In structure-based drug design, accurate crystal structure determination of protein–ligand complexes is of utmost importance in order to elucidate the binding characteristics of a putative lead to a given target. It is the starting point for further design hypotheses to predict novel leads with improved properties. Often, crystal structure determination is regarded as ultimate proof for ligand binding providing detailed insight into the specific binding mode of the ligand to the protein. This widely accepted practise relies on the assumption that the crystal structure of a given protein–ligand complex is unique and independent of the protocol applied to produce the crystals. We present two examples indicating that this assumption is not generally given, even though the composition of the mother liquid for crystallisation was kept unchanged: Multiple crystal structure determinations of aldose reductase complexes obtained under varying crystallisation protocols concerning soaking and crystallisation exposure times were performed resulting in a total of 17 complete data sets and ten refined crystal structures, eight in complex with zopolrestat and two complexed with tolrestat.

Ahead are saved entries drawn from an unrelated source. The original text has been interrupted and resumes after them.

//! Database operations for positions.

use chrono::{DateTime, Utc};
use rust_decimal::Decimal;
use sqlx::{PgConnection, PgPool};
use uuid::Uuid;

use super::portfolios::refresh_total_value;
use crate::types::{Greeks, Position, PositionStatus, PositionUpdate};
use crate::{Error, Result};

const POSITION_COLUMNS: &str = r#"
    id, portfolio_id, symbol, asset_type, quantity, entry_price, current_price,
    delta, gamma, vega, theta, status, opened_at, closed_at, updated_at
"#;

#[derive(Debug, sqlx::FromRow)]
struct PositionRow {
    id: Uuid,
    portfolio_id: Uuid,
    symbol: String,
    asset_type: String,
    quantity: Decimal,
    entry_price: Decimal,
    current_price: Decimal,
    delta: Option<Decimal>,
    gamma: Option<Decimal>,
    vega: Option<Decimal>,
    theta: Option<Decimal>,
    status: String,
    opened_at: DateTime<Utc>,
    closed_at: Option<DateTime<Utc>>,
    updated_at: DateTime<Utc>,
}

impl PositionRow {
    fn into_position(self) -> Result<Position> {
        Ok(Position {
            id: self.id,
            portfolio_id: self.portfolio_id,
            symbol: self.symbol,
            asset_type: self.asset_type.parse()?,
            quantity: self.quantity,
            entry_price: self.entry_price,
            current_price: self.current_price,
            greeks: Greeks {
                delta: self.delta,
                gamma: self.gamma,
                vega: self.vega,
                theta: self.theta,
            },
            status: self.status.parse()?,
            opened_at: self.opened_at,
            closed_at: self.closed_at,
            updated_at: self.updated_at,
        })
    }
}

/// Open position in `symbol`, locked for the rest of the transaction.
pub(crate) async fn find_open_for_update(
    conn: &mut PgConnection,
    portfolio_id: Uuid,
    symbol: &str,
) -> Result<Option<Position>> {
    let row: Option<PositionRow> = sqlx::query_as(&format!(
        r#"
        SELECT {}
        FROM positions
        WHERE portfolio_id = $1 AND symbol = $2 AND status = 'OPEN'
        FOR UPDATE
        "#,
        POSITION_COLUMNS
    ))
    .bind(portfolio_id)
    .bind(symbol)
    .fetch_optional(conn)
    .await?;

    row.map(PositionRow::into_position).transpose()
}

/// Insert or overwrite a position row.
pub(crate) async fn upsert(conn: &mut PgConnection, position: &Position) -> Result<()> {
    sqlx::query(
        r#"
        INSERT INTO positions (
            id, portfolio_id, symbol, asset_type, quantity, entry_price, current_price,
            delta, gamma, vega, theta, status, opened_at, closed_at, updated_at
        )
        VALUES ($1, $2, $3, $4, $5, $6, $7, $8, $9, $10, $11, $12, $13, $14, $15)
        ON CONFLICT (id) DO UPDATE SET
            quantity = EXCLUDED.quantity,
            entry_price = EXCLUDED.entry_price,
            current_price = EXCLUDED.current_price,
            delta = EXCLUDED.delta,
            gamma = EXCLUDED.gamma,
            vega = EXCLUDED.vega,
            theta = EXCLUDED.theta,
            status = EXCLUDED.status,
            closed_at = EXCLUDED.closed_at,
            updated_at = EXCLUDED.updated_at
        "#,
    )
    .bind(position.id)
    .bind(position.portfolio_id)
    .bind(&position.symbol)
    .bind(position.asset_type.as_str())
    .bind(position.quantity)
    .bind(position.entry_price)
    .bind(position.current_price)
    .bind(position.greeks.delta)
    .bind(position.greeks.gamma)
    .bind(position.greeks.vega)
    .bind(position.greeks.theta)
    .bind(position.status.as_str())
    .bind(position.opened_at)
    .bind(position.closed_at)
    .bind(position.updated_at)
    .execute(conn)
    .await?;

    Ok(())
}

fn duplicate_position(symbol: &str) -> Error {
    Error::Validation(format!(
        "An open {} position already exists; record a trade to change it",
        symbol
    ))
}

pub(crate) fn ensure_no_open_position(existing: Option<&Position>, symbol: &str) -> Result<()> {
    match existing {
        Some(position) if position.is_open() => Err(duplicate_position(symbol)),
        _ => Ok(()),
    }
}

pub(crate) fn is_unique_violation(e: &sqlx::Error) -> bool {
    e.as_database_error()
        .is_some_and(|db| db.is_unique_violation())
}

/// Repository for position data.
pub struct PositionRepository {
    pool: PgPool,
}

impl PositionRepository {
    pub fn new(pool: PgPool) -> Self {
        Self { pool }
    }

    /// Positions of a portfolio, optionally filtered by status.
    pub async fn list(
        &self,
        portfolio_id: Uuid,
        status: Option<PositionStatus>,
    ) -> Result<Vec<Position>> {
        let rows: Vec<PositionRow> = sqlx::query_as(&format!(
            r#"
            SELECT {}
            FROM positions
            WHERE portfolio_id = $1 AND ($2::text IS NULL OR status = $2)
            ORDER BY opened_at DESC
            "#,
            POSITION_COLUMNS
        ))
        .bind(portfolio_id)
        .bind(status.map(|s| s.as_str()))
        .fetch_all(&self.pool)
        .await?;

        rows.into_iter().map(PositionRow::into_position).collect()
    }

    /// Get a position whose portfolio belongs to `owner` (any owner when `None`).
    pub async fn get(&self, id: Uuid, owner: Option<Uuid>) -> Result<Option<Position>> {
        let row: Option<PositionRow> = sqlx::query_as(
            r#"
            SELECT p.id, p.portfolio_id, p.symbol, p.asset_type, p.quantity,
                   p.entry_price, p.current_price, p.delta, p.gamma, p.vega, p.theta,
                   p.status, p.opened_at, p.closed_at, p.updated_at
            FROM positions p
            JOIN portfolios pf ON pf.id = p.portfolio_id
            WHERE p.id = $1 AND ($2::uuid IS NULL OR pf.user_id = $2)
            "#,
        )
        .bind(id)
        .bind(owner)
        .fetch_optional(&self.pool)
        .await?;

        row.map(PositionRow::into_position).transpose()
    }

    /// Insert a new position and revalue its portfolio.
    ///
    /// A symbol may have only one open position per portfolio; a second one
    /// is a validation error.
    pub async fn insert(&self, position: &Position) -> Result<()> {
        let mut tx = self.pool.begin().await?;

        let existing = find_open_for_update(&mut tx, position.portfolio_id, &position.symbol).await?;
        ensure_no_open_position(existing.as_ref(), &position.symbol)?;

        // A concurrent insert can still win the race on the partial unique index.
        if let Err(e) = upsert(&mut tx, position).await {
            return Err(match e {
                Error::Database(db) if is_unique_violation(&db) => duplicate_position(&position.symbol),
                other => other,
            });
        }
        refresh_total_value(&mut tx, position.portfolio_id).await?;
        tx.commit().await?;
        Ok(())
    }

    /// Mark to market and/or update greeks, then revalue the portfolio.
    pub async fn update(&self, id: Uuid, update: &PositionUpdate) -> Result<Option<Position>> {
        let mut tx = self.pool.begin().await?;

        let row: Option<PositionRow> = sqlx::query_as(&format!(
            r#"
            UPDATE positions
            SET current_price = COALESCE($2, current_price),
                delta = COALESCE($3, delta),
                gamma = COALESCE($4, gamma),
                vega = COALESCE($5, vega),
                theta = COALESCE($6, theta),
                updated_at = NOW()
            WHERE id = $1
            RETURNING {}
            "#,
            POSITION_COLUMNS
        ))
        .bind(id)
        .bind(update.current_price)
        .bind(update.greeks.delta)
        .bind(update.greeks.gamma)
        .bind(update.greeks.vega)
        .bind(update.greeks.theta)
        .fetch_optional(&mut *tx)
        .await?;

        let Some(row) = row else {
            return Ok(None);
        };
        let position = row.into_position()?;
        refresh_total_value(&mut tx, position.portfolio_id).await?;
        tx.commit().await?;

        Ok(Some(position))
    }

    /// Close an open position, crediting its market value to cash.
    ///
    /// Returns `None` if the position does not exist or is already closed.
    pub async fn close(&self, id: Uuid, exit_price: Option<Decimal>) -> Result<Option<Position>> {
        let mut tx = self.pool.begin().await?;

        let row: Option<PositionRow> = sqlx::query_as(&format!(
            "SELECT {} FROM positions WHERE id = $1 AND status = 'OPEN' FOR UPDATE",
            POSITION_COLUMNS
        ))
        .bind(id)
        .fetch_optional(&mut *tx)
        .await?;

        let Some(row) = row else {
            return Ok(None);
        };
        let mut position = row.into_position()?;
        let price = exit_price.unwrap_or(position.current_price);
        let proceeds = position.close(price, Utc::now());

        upsert(&mut tx, &position).await?;
        sqlx::query("UPDATE portfolios SET cash_balance = cash_balance + $2 WHERE id = $1")
            .bind(position.portfolio_id)
            .bind(proceeds)
            .execute(&mut *tx)
            .await?;
        refresh_total_value(&mut tx, position.portfolio_id).await?;
        tx.commit().await?;

        tracing::debug!(
            position_id = %position.id,
            symbol = %position.symbol,
            proceeds = %proceeds,
            "Position closed"
        );
        Ok(Some(position))
    }
}

#[cfg(test)]
mod tests {
    use super::*;
    use crate::types::{NewPosition, TradeSide};
    use rust_decimal_macros::dec;

    #[test]
    fn test_second_open_position_is_rejected() {
        let existing = NewPosition::stock("AAPL", dec!(10), dec!(190)).into_position(Uuid::new_v4());

        let err = ensure_no_open_position(Some(&existing), "AAPL").unwrap_err();
        assert!(matches!(err, Error::Validation(ref msg) if msg.contains("AAPL")));
    }

    #[test]
    fn test_symbol_free_once_closed() {
        let mut existing = Position::from_fill(
            Uuid::new_v4(),
            "AAPL",
            Default::default(),
            TradeSide::Buy,
            dec!(10),
            dec!(190),
            Utc::now(),
        );
        existing.close(dec!(200), Utc::now());

        assert!(ensure_no_open_position(Some(&existing), "AAPL").is_ok());
        assert!(ensure_no_open_position(None, "AAPL").is_ok());
    }

    #[test]
    fn test_non_database_errors_are_not_unique_violations() {
        assert!(!is_unique_violation(&sqlx::Error::RowNotFound));
    }
}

In the first example, a flip of a peptide bond is observed, obviously depending on the crystallisation protocol with respect to soaking and co-crystallisation conditions. This peptide flip is accompanied by a rupture of an H-bond formed to the bound ligand zopolrestat. The indicated enhanced local mobility of the complex is in agreement with the results of molecular dynamics simulations. As a second example, the aldose reductase–tolrestat complex is studied. Unexpectedly, two structures could be obtained: one with one, and a second with four inhibitor molecules bound to the protein. They are located in and near the binding pocket facilitated by crystal packing effects. Accommodation of the four ligand molecules is accompanied by pronounced shifts concerning two helices interacting with the additional ligands.

Introduction

During the last four decades protein crystallography emerged as an essential tool to elucidate the binding geometry and interaction patterns of protein–protein and protein–ligand complexes. Especially as prerequisite for drug design accurate crystal structure determination is of utmost importance.1,2 Novel leads are either discovered experimentally by screening existing compound libraries (high-throughput screening) or computationally by enumerating virtual libraries against a given target.3 For the latter strategy, X-ray crystallography is essential as it provides the structure of the target protein allowing detailed insights into the binding characteristics of a bound ligand. Prerequisite for such a structure-based approach are correct model building and error-free interpretation of electron-density maps.4 However, even in the case of successful crystal structure determination a unique and definite answer with respect to the binding mode resembling the in vivo situation is not necessarily provided. One explanation for the observed complexity most likely originates from protein flexibility resulting in different geometries in deviating environments. Protein adaptability is an important prerequisite for biological function.2,3,5 Nevertheless, it also provides a special challenge to inhibitor design as flexibility complicates the prediction of the binding mode of a small molecule ligand.6 Crystallographic B-factors provide evidence for the local atomic displacements, and, in case they are refined anisotropically, even information about the directionality is available. It has often been discussed whether B-factors provide information about local dynamic mobility or whether crystal structures only represent a static frozen-in picture, thereby underestimating the dynamic properties of the crystallised molecules.1,7

In the first part of this study we analyse the dynamic properties of a protein–ligand complex using a molecular dynamics (MD) simulation based on the binding geometry observed in a crystal structure determined in our laboratory. Characteristic changes of the binding geometry observed during the MD simulation prompted us to collect multiple data sets of crystals obtained by different soaking or co-crystallisation conditions in order to investigate whether the computationally indicated flexibility is also reflected by different states in the crystalline phase. Actually, distinct protein conformers are observed, which underline agreement between experimentally observed and computationally predicted adaptability of the protein binding pocket. In a second example, the intricate interplay between flexibility experienced by some amino acid side-chains and cooperative packing effects caused by symmetry-equivalent molecules enable binding of more than one ordered ligand within and close-by the binding pocket.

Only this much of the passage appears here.